RECORDED DATA Block Start

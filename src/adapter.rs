use std::{
    cell::{Ref, RefCell},
    rc::{Rc, Weak},
};

use derive_ex::derive_ex;
use parse_display::Display;
use tracing::{debug, error, warn};

use crate::{
    AdapterConfig, ConnectionPolicy, DecodeError, DecodePolicy, LatestStream, LatestValue,
    StartError, Subscription,
};


/// A push-based source of values, such as a backend listener.
pub trait PushSource: 'static {
    type Value: 'static;

    /// Opens the subscription. Every pushed snapshot must be passed to `sink`.
    ///
    /// The returned `Subscription` releases the backend listener when dropped.
    fn open(self, sink: PushSink<Self::Value>) -> Subscription;
}

/// Receiving end of a [`PushSource`], handed to the source by [`PushAdapter::start`].
///
/// Holds the adapter weakly. Pushes made after the adapter is dropped are ignored.
#[derive_ex(Clone, bound())]
pub struct PushSink<T: 'static> {
    node: Weak<AdapterNode<T>>,
}
impl<T: 'static> PushSink<T> {
    /// Delivers the outcome of decoding one snapshot.
    pub fn push(&self, value: Result<T, DecodeError>) {
        if let Some(node) = self.node.upgrade() {
            node.on_push(value);
        }
    }
}

/// Lifecycle state of a [`PushAdapter`].
#[derive(Clone, Debug, Display, PartialEq, Eq)]
pub enum AdapterStatus {
    /// Constructed, not started.
    #[display("idle")]
    Idle,
    /// No source will ever be opened.
    #[display("static")]
    Static,
    #[display("live")]
    Live,
    /// A snapshot failed to decode. The source has been released.
    #[display("failed: {0}")]
    Failed(DecodeError),
    #[display("closed")]
    Closed,
}

type Connector<T> = Box<dyn FnOnce(PushSink<T>) -> Subscription>;

/// Holds the latest value pushed by an external source.
///
/// Construction performs no I/O. [`start`](Self::start) opens the source, and the
/// returned `Subscription` closes it again.
/// Without a source, or with [`ConnectionPolicy::StaticFallback`], the adapter keeps its
/// initial value forever.
#[derive_ex(Clone, bound())]
pub struct PushAdapter<T: 'static>(Rc<AdapterNode<T>>);

impl<T: 'static> PushAdapter<T> {
    pub fn new<S>(
        label: impl Into<String>,
        source: Option<S>,
        initial: T,
        config: AdapterConfig,
    ) -> Self
    where
        S: PushSource<Value = T>,
    {
        let label = label.into();
        let (status, connector) = match (source, config.connection) {
            (Some(source), ConnectionPolicy::Live) => {
                let connector: Connector<T> = Box::new(move |sink| source.open(sink));
                (AdapterStatus::Idle, Some(connector))
            }
            (None, _) => {
                warn!(adapter = %label, "backend client is not initialized, value will not update");
                (AdapterStatus::Static, None)
            }
            (Some(_), ConnectionPolicy::StaticFallback) => {
                warn!(adapter = %label, "live connections are unavailable, value will not update");
                (AdapterStatus::Static, None)
            }
        };
        Self::from_parts(label, config, initial, status, connector)
    }

    /// An adapter that never updates.
    pub fn from_value(label: impl Into<String>, value: T) -> Self {
        Self::from_parts(
            label.into(),
            AdapterConfig::static_fallback(),
            value,
            AdapterStatus::Static,
            None,
        )
    }

    fn from_parts(
        label: String,
        config: AdapterConfig,
        initial: T,
        status: AdapterStatus,
        connector: Option<Connector<T>>,
    ) -> Self {
        Self(Rc::new(AdapterNode {
            label,
            config,
            value: LatestValue::new(initial),
            state: RefCell::new(AdapterState {
                status,
                connector,
                source: None,
            }),
        }))
    }

    /// Opens the source.
    ///
    /// Dropping or disposing the returned handle closes the source and the adapter.
    /// A static adapter returns an empty handle.
    pub fn start(&self) -> Result<Subscription, StartError> {
        let connector = {
            let mut s = self.0.state.borrow_mut();
            match s.status {
                AdapterStatus::Idle => {}
                AdapterStatus::Static => return Ok(Subscription::empty()),
                AdapterStatus::Live | AdapterStatus::Failed(_) => {
                    return Err(StartError::AlreadyStarted)
                }
                AdapterStatus::Closed => return Err(StartError::Closed),
            }
            let Some(connector) = s.connector.take() else {
                return Err(StartError::AlreadyStarted);
            };
            s.status = AdapterStatus::Live;
            connector
        };
        let source = connector(PushSink {
            node: Rc::downgrade(&self.0),
        });
        let mut s = self.0.state.borrow_mut();
        match s.status {
            AdapterStatus::Live => {
                s.source = Some(source);
                debug!(adapter = %self.0.label, "source opened");
            }
            AdapterStatus::Closed => {
                drop(s);
                drop(source);
                return Err(StartError::Closed);
            }
            // failed while opening
            _ => {
                drop(s);
                drop(source);
            }
        }
        Ok(Subscription::from_weak_fn(Rc::downgrade(&self.0), AdapterNode::close))
    }

    /// Closes the source. Later pushes are ignored.
    pub fn dispose(&self) {
        self.0.clone().close();
    }

    pub fn status(&self) -> AdapterStatus {
        self.0.state.borrow().status.clone()
    }
    pub fn label(&self) -> &str {
        &self.0.label
    }
    pub fn config(&self) -> AdapterConfig {
        self.0.config
    }

    pub fn borrow(&self) -> Ref<'_, T> {
        self.0.value.borrow()
    }
    pub fn get(&self) -> T
    where
        T: Clone,
    {
        self.0.value.get()
    }

    /// Registers an observer. It receives the current value first.
    pub fn subscribe(&self, f: impl FnMut(&T) + 'static) -> Subscription {
        self.0.value.subscribe(f)
    }
    pub fn to_stream(&self) -> LatestStream<T>
    where
        T: Clone,
    {
        self.0.value.to_stream()
    }

    /// The container this adapter writes to.
    pub fn value(&self) -> LatestValue<T> {
        self.0.value.clone()
    }
}
impl<T: std::fmt::Debug> std::fmt::Debug for PushAdapter<T> {
    fn fmt(&self, f: &mut std::fmt::Formatter<'_>) -> std::fmt::Result {
        f.debug_struct("PushAdapter")
            .field("label", &self.0.label)
            .field("status", &self.status())
            .field("value", &self.0.value)
            .finish()
    }
}

struct AdapterNode<T: 'static> {
    label: String,
    config: AdapterConfig,
    value: LatestValue<T>,
    state: RefCell<AdapterState<T>>,
}

struct AdapterState<T: 'static> {
    status: AdapterStatus,
    connector: Option<Connector<T>>,
    source: Option<Subscription>,
}

impl<T: 'static> AdapterNode<T> {
    fn on_push(&self, value: Result<T, DecodeError>) {
        if self.state.borrow().status != AdapterStatus::Live {
            debug!(adapter = %self.label, "ignored push to inactive adapter");
            return;
        }
        match value {
            Ok(value) => self.value.set(value),
            Err(e) => match self.config.decode {
                DecodePolicy::FailFast => {
                    error!(
                        adapter = %self.label,
                        error = %e,
                        "undecodable snapshot, adapter stops updating"
                    );
                    let source = {
                        let mut s = self.state.borrow_mut();
                        s.status = AdapterStatus::Failed(e);
                        s.source.take()
                    };
                    drop(source);
                }
                DecodePolicy::Skip => {
                    warn!(adapter = %self.label, error = %e, "skipped undecodable snapshot");
                }
            },
        }
    }

    fn close(self: Rc<Self>) {
        let source = {
            let mut s = self.state.borrow_mut();
            if matches!(s.status, AdapterStatus::Static | AdapterStatus::Closed) {
                return;
            }
            s.status = AdapterStatus::Closed;
            s.connector = None;
            s.source.take()
        };
        // released outside the borrow, the backend may call back into the adapter
        drop(source);
        debug!(adapter = %self.label, "source closed");
    }
}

RECORDED DATA Block End

*THE TASK:* Output the records above in their entirety, exactly.

*WRITTEN ANSWER:*
filename src/adapter.rs
use std::{
    cell::{Ref, RefCell},
    rc::{Rc, Weak},
};

use derive_ex::derive_ex;
use parse_display::Display;
use tracing::{debug, error, warn};

use crate::{
    AdapterConfig, ConnectionPolicy, DecodeError, DecodePolicy, LatestStream, LatestValue,
    StartError, Subscription,
};


/// A push-based source of values, such as a backend listener.
pub trait PushSource: 'static {
    type Value: 'static;

    /// Opens the subscription. Every pushed snapshot must be passed to `sink`.
    ///
    /// The returned `Subscription` releases the backend listener when dropped.
    fn open(self, sink: PushSink<Self::Value>) -> Subscription;
}

/// Receiving end of a [`PushSource`], handed to the source by [`PushAdapter::start`].
///
/// Holds the adapter weakly. Pushes made after the adapter is dropped are ignored.
#[derive_ex(Clone, bound())]
pub struct PushSink<T: 'static> {
    node: Weak<AdapterNode<T>>,
}
impl<T: 'static> PushSink<T> {
    /// Delivers the outcome of decoding one snapshot.
    pub fn push(&self, value: Result<T, DecodeError>) {
        if let Some(node) = self.node.upgrade() {
            node.on_push(value);
        }
    }
}

/// Lifecycle state of a [`PushAdapter`].
#[derive(Clone, Debug, Display, PartialEq, Eq)]
pub enum AdapterStatus {
    /// Constructed, not started.
    #[display("idle")]
    Idle,
    /// No source will ever be opened.
    #[display("static")]
    Static,
    #[display("live")]
    Live,
    /// A snapshot failed to decode. The source has been released.
    #[display("failed: {0}")]
    Failed(DecodeError),
    #[display("closed")]
    Closed,
}

type Connector<T> = Box<dyn FnOnce(PushSink<T>) -> Subscription>;

/// Holds the latest value pushed by an external source.
///
/// Construction performs no I/O. [`start`](Self::start) opens the source, and the
/// returned `Subscription` closes it again.
/// Without a source, or with [`ConnectionPolicy::StaticFallback`], the adapter keeps its
/// initial value forever.
#[derive_ex(Clone, bound())]
pub struct PushAdapter<T: 'static>(Rc<AdapterNode<T>>);

impl<T: 'static> PushAdapter<T> {
    pub fn new<S>(
        label: impl Into<String>,
        source: Option<S>,
        initial: T,
        config: AdapterConfig,
    ) -> Self
    where
        S: PushSource<Value = T>,
    {
        let label = label.into();
        let (status, connector) = match (source, config.connection) {
            (Some(source), ConnectionPolicy::Live) => {
                let connector: Connector<T> = Box::new(move |sink| source.open(sink));
                (AdapterStatus::Idle, Some(connector))
            }
            (None, _) => {
                warn!(adapter = %label, "backend client is not initialized, value will not update");
                (AdapterStatus::Static, None)
            }
            (Some(_), ConnectionPolicy::StaticFallback) => {
                warn!(adapter = %label, "live connections are unavailable, value will not update");
                (AdapterStatus::Static, None)
            }
        };
        Self::from_parts(label, config, initial, status, connector)
    }

    /// An adapter that never updates.
    pub fn from_value(label: impl Into<String>, value: T) -> Self {
        Self::from_parts(
            label.into(),
            AdapterConfig::static_fallback(),
            value,
            AdapterStatus::Static,
            None,
        )
    }

    fn from_parts(
        label: String,
        config: AdapterConfig,
        initial: T,
        status: AdapterStatus,
        connector: Option<Connector<T>>,
    ) -> Self {
        Self(Rc::new(AdapterNode {
            label,
            config,
            value: LatestValue::new(initial),
            state: RefCell::new(AdapterState {
                status,
                connector,
                source: None,
            }),
        }))
    }

    /// Opens the source.
    ///
    /// Dropping or disposing the returned handle closes the source and the adapter.
    /// A static adapter returns an empty handle.
    pub fn start(&self) -> Result<Subscription, StartError> {
        let connector = {
            let mut s = self.0.state.borrow_mut();
            match s.status {
                AdapterStatus::Idle => {}
                AdapterStatus::Static => return Ok(Subscription::empty()),
                AdapterStatus::Live | AdapterStatus::Failed(_) => {
                    return Err(StartError::AlreadyStarted)
                }
                AdapterStatus::Closed => return Err(StartError::Closed),
            }
            let Some(connector) = s.connector.take() else {
                return Err(StartError::AlreadyStarted);
            };
            s.status = AdapterStatus::Live;
            connector
        };
        let source = connector(PushSink {
            node: Rc::downgrade(&self.0),
        });
        let mut s = self.0.state.borrow_mut();
        match s.status {
            AdapterStatus::Live => {
                s.source = Some(source);
                debug!(adapter = %self.0.label, "source opened");
            }
            AdapterStatus::Closed => {
                drop(s);
                drop(source);
                return Err(StartError::Closed);
            }
            // failed while opening
            _ => {
                drop(s);
                drop(source);
            }
        }
        Ok(Subscription::from_weak_fn(Rc::downgrade(&self.0), AdapterNode::close))
    }

    /// Closes the source. Later pushes are ignored.
    pub fn dispose(&self) {
        self.0.clone().close();
    }

    pub fn status(&self) -> AdapterStatus {
        self.0.state.borrow().status.clone()
    }
    pub fn label(&self) -> &str {
        &self.0.label
    }
    pub fn config(&self) -> AdapterConfig {
        self.0.config
    }

    pub fn borrow(&self) -> Ref<'_, T> {
        self.0.value.borrow()
    }
    pub fn get(&self) -> T
    where
        T: Clone,
    {
        self.0.value.get()
    }

    /// Registers an observer. It receives the current value first.
    pub fn subscribe(&self, f: impl FnMut(&T) + 'static) -> Subscription {
        self.0.value.subscribe(f)
    }
    pub fn to_stream(&self) -> LatestStream<T>
    where
        T: Clone,
    {
        self.0.value.to_stream()
    }

    /// The container this adapter writes to.
    pub fn value(&self) -> LatestValue<T> {
        self.0.value.clone()
    }
}
impl<T: std::fmt::Debug> std::fmt::Debug for PushAdapter<T> {
    fn fmt(&self, f: &mut std::fmt::Formatter<'_>) -> std::fmt::Result {
        f.debug_struct("PushAdapter")
            .field("label", &self.0.label)
            .field("status", &self.status())
            .field("value", &self.0.value)
            .finish()
    }
}

struct AdapterNode<T: 'static> {
    label: String,
    config: AdapterConfig,
    value: LatestValue<T>,
    state: RefCell<AdapterState<T>>,
}

struct AdapterState<T: 'static> {
    status: AdapterStatus,
    connector: Option<Connector<T>>,
    source: Option<Subscription>,
}

impl<T: 'static> AdapterNode<T> {
    fn on_push(&self, value: Result<T, DecodeError>) {
        if self.state.borrow().status != AdapterStatus::Live {
            debug!(adapter = %self.label, "ignored push to inactive adapter");
            return;
        }
        match value {
            Ok(value) => self.value.set(value),
            Err(e) => match self.config.decode {
                DecodePolicy::FailFast => {
                    error!(
                        adapter = %self.label,
                        error = %e,
                        "undecodable snapshot, adapter stops updating"
                    );
                    let source = {
                        let mut s = self.state.borrow_mut();
                        s.status = AdapterStatus::Failed(e);
                        s.source.take()
                    };
                    drop(source);
                }
                DecodePolicy::Skip => {
                    warn!(adapter = %self.label, error = %e, "skipped undecodable snapshot");
                }
            },
        }
    }

    fn close(self: Rc<Self>) {
        let source = {
            let mut s = self.state.borrow_mut();
            if matches!(s.status, AdapterStatus::Static | AdapterStatus::Closed) {
                return;
            }
            s.status = AdapterStatus::Closed;
            s.connector = None;
            s.source.take()
        };
        // released outside the borrow, the backend may call back into the adapter
        drop(source);
        debug!(adapter = %self.label, "source closed");
    }
}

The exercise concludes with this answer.